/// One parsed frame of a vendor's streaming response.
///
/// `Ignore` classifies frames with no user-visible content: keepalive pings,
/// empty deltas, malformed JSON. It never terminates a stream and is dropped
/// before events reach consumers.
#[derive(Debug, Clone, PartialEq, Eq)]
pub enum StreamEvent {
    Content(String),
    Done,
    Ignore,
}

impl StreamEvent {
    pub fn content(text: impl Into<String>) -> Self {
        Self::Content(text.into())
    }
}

######

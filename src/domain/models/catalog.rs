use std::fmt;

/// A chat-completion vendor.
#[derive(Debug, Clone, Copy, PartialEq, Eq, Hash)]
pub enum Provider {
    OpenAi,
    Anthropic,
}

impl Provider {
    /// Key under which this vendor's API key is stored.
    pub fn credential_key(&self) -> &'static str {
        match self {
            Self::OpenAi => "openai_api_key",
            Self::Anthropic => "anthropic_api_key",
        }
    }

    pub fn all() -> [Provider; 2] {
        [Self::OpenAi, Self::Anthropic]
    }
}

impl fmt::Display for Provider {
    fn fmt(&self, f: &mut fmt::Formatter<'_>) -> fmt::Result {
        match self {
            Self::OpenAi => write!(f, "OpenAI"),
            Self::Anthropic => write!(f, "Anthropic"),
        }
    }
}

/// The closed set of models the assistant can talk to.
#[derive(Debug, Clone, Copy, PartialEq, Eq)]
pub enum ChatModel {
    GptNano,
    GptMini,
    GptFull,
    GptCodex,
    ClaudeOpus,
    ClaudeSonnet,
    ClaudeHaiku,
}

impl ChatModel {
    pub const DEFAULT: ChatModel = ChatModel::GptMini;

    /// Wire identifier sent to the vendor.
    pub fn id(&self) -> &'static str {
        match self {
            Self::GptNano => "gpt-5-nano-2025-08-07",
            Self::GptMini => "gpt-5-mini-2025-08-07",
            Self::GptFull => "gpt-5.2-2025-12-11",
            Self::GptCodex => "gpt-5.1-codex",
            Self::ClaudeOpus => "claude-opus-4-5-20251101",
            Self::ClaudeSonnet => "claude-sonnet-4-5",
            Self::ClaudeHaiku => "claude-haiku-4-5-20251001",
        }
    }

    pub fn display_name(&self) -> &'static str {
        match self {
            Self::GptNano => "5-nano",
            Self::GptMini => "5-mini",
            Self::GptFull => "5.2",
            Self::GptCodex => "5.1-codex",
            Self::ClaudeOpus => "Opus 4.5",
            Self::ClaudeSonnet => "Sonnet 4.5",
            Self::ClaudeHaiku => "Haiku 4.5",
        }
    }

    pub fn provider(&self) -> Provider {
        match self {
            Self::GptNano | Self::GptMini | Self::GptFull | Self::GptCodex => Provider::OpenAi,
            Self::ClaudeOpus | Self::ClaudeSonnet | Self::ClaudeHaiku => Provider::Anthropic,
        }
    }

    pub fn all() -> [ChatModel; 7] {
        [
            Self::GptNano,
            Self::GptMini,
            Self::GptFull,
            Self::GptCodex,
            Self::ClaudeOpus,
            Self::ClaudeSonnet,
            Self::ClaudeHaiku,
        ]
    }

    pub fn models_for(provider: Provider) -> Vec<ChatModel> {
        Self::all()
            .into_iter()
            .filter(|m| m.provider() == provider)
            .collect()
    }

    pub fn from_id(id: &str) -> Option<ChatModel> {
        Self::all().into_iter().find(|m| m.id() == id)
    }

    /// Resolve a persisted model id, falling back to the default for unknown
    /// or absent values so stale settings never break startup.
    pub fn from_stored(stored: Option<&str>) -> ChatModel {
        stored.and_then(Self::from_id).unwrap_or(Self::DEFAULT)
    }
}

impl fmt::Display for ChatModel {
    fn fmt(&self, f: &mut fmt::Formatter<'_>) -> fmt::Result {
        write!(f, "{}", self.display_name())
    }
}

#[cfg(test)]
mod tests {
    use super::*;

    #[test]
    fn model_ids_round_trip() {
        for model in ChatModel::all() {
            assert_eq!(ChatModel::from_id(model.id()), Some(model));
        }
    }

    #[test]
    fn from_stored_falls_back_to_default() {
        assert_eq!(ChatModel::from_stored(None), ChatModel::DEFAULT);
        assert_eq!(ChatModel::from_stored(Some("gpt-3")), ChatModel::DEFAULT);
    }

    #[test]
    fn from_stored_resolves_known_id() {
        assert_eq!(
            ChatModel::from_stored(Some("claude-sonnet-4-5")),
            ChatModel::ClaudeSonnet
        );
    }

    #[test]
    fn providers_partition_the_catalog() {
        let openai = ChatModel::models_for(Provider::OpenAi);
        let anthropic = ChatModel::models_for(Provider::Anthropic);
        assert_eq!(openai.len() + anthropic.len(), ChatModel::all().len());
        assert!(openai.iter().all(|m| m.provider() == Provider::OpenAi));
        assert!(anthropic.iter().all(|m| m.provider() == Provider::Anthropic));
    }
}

######

#### [Assignment]
For the listing above, identify each line bearing "GptNano".

#### [Expected answer]
    GptNano,
            Self::GptNano => "gpt-5-nano-2025-08-07",
            Self::GptNano => "5-nano",
            Self::GptNano | Self::GptMini | Self::GptFull | Self::GptCodex => Provider::OpenAi,
            Self::GptNano,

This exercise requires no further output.